● REQUIREMENT: Within the data beneath, some lines may hold the word "AsRef". Give the number of those lines and nothing else.

● INFORMATION:
************
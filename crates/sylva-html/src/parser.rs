//! HTML5 Parser implementation
//!
//! Drives html5ever with [`ArenaSink`] so the tree is built straight into a
//! parse arena, with no intermediate DOM.

use std::borrow::Cow;
use std::rc::Rc;

use html5ever::tendril::{StrTendril, TendrilSink};
use html5ever::{Parser, parse_document, parse_fragment};

use crate::context::FragmentContext;
use crate::locator::{Locator, chunk_bounds};
use crate::options::ParseOptions;
use crate::output::ParseOutput;
use crate::sink::ArenaSink;
use crate::ParseError;

/// HTML5 parser
#[derive(Debug, Clone, Default)]
pub struct HtmlParser {
    options: ParseOptions,
}

impl HtmlParser {
    /// Create a new HTML parser
    pub fn new() -> Self {
        Self::default()
    }

    /// Create a parser with custom options
    pub fn with_options(options: ParseOptions) -> Self {
        Self { options }
    }

    pub fn options(&self) -> &ParseOptions {
        &self.options
    }

    /// Parse a complete document
    pub fn parse(&self, html: impl AsRef<[u8]>) -> Result<ParseOutput, ParseError> {
        let source = self.decode(html.as_ref())?;
        tracing::debug!("Parsing HTML document ({} bytes)", source.len());

        let locator = Rc::new(Locator::new(&source, self.options.track_offsets));
        let sink = ArenaSink::new(Rc::clone(&locator), self.options.max_errors, source.len());
        let parser = parse_document(sink, self.options.to_html5ever());
        Ok(self.drive(parser, &locator, &source))
    }

    /// Parse a fragment as the content of a `context` element
    pub fn parse_fragment(&self, html: impl AsRef<[u8]>, context: FragmentContext) -> Result<ParseOutput, ParseError> {
        let source = self.decode(html.as_ref())?;
        tracing::debug!(
            "Parsing HTML fragment ({} bytes) in <{}> ({})",
            source.len(),
            context.tag,
            context.namespace
        );

        let locator = Rc::new(Locator::new(&source, self.options.track_offsets));
        let sink = ArenaSink::new(Rc::clone(&locator), self.options.max_errors, source.len());
        let parser = parse_fragment(
            sink,
            self.options.to_html5ever(),
            context.qual_name(),
            Vec::new(),
            self.options.scripting_enabled,
        );
        Ok(self.drive(parser, &locator, &source))
    }

    fn decode<'b>(&self, bytes: &'b [u8]) -> Result<Cow<'b, str>, ParseError> {
        if bytes.len() > u32::MAX as usize {
            return Err(ParseError::InputTooLarge { len: bytes.len() });
        }
        match std::str::from_utf8(bytes) {
            Ok(source) => Ok(Cow::Borrowed(source)),
            Err(_) if self.options.replace_invalid_utf8 => Ok(String::from_utf8_lossy(bytes)),
            Err(e) => Err(ParseError::InvalidUtf8 {
                valid_up_to: e.valid_up_to(),
            }),
        }
    }

    fn drive(&self, mut parser: Parser<ArenaSink<'_>>, locator: &Locator<'_>, source: &str) -> ParseOutput {
        if locator.enabled() {
            for (start, end) in chunk_bounds(source) {
                locator.enter(start, end);
                parser.process(StrTendril::from_slice(&source[start..end]));
            }
            locator.enter(source.len(), source.len());
        } else {
            parser.process(StrTendril::from_slice(source));
        }
        let output = parser.finish();

        tracing::debug!(
            "Parsed {} nodes, {} errors",
            output.len(),
            output.errors().len()
        );
        output
    }
}

#[cfg(test)]
mod tests {
    use super::*;
    use sylva_dom::NodeType;

    #[test]
    fn test_parse_simple() {
        let html = "<html><head><title>Test</title></head><body><p>Hello</p></body></html>";
        let output = HtmlParser::new().parse(html).unwrap();

        assert!(output.len() > 1, "Expected more than 1 node, got {}", output.len());
        assert_eq!(output.root().tag_name().unwrap(), "html");
    }

    #[test]
    fn test_parse_fragment() {
        let output = HtmlParser::new()
            .parse_fragment("<p>Lorem ipsum</p>", FragmentContext::default())
            .unwrap();

        let children = output.root().children().unwrap();
        assert_eq!(children.len(), 1);
        assert_eq!(children.get(0).unwrap().tag_name().unwrap(), "p");
    }

    #[test]
    fn test_untracked_offsets_are_zero() {
        let parser = HtmlParser::with_options(ParseOptions {
            track_offsets: false,
            ..ParseOptions::default()
        });
        let output = parser.parse("<p>a</p><p>b</p>").unwrap();
        assert!(output.document().descendants().all(|n| n.offset() == 0));
        assert_eq!(output.document().descendants().filter(|n| n.node_type() == NodeType::Text).count(), 2);
    }

    #[test]
    fn test_text_only_input_memory() {
        let html = "x".repeat(1_000_000);
        let output = HtmlParser::new().parse(&html).unwrap();

        // document, html, head, body, text
        assert_eq!(output.len(), 5);
        let usage = output.arena().memory_usage();
        assert!(usage >= html.len());
        assert!(usage < 3 * html.len(), "{} bytes for {} input bytes", usage, html.len());
    }

    #[test]
    fn test_invalid_utf8() {
        let bytes = b"<p>ok\xff</p>";
        assert_eq!(
            HtmlParser::new().parse(bytes).unwrap_err(),
            ParseError::InvalidUtf8 { valid_up_to: 5 }
        );

        let lossy = HtmlParser::with_options(ParseOptions {
            replace_invalid_utf8: true,
            ..ParseOptions::default()
        });
        let output = lossy.parse(bytes).unwrap();
        let text: String = output
            .document()
            .descendants()
            .filter_map(|n| n.as_text())
            .map(|t| t.text())
            .collect();
        assert_eq!(text, "ok\u{FFFD}");
    }
}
************
● TASK SOLUTION: 2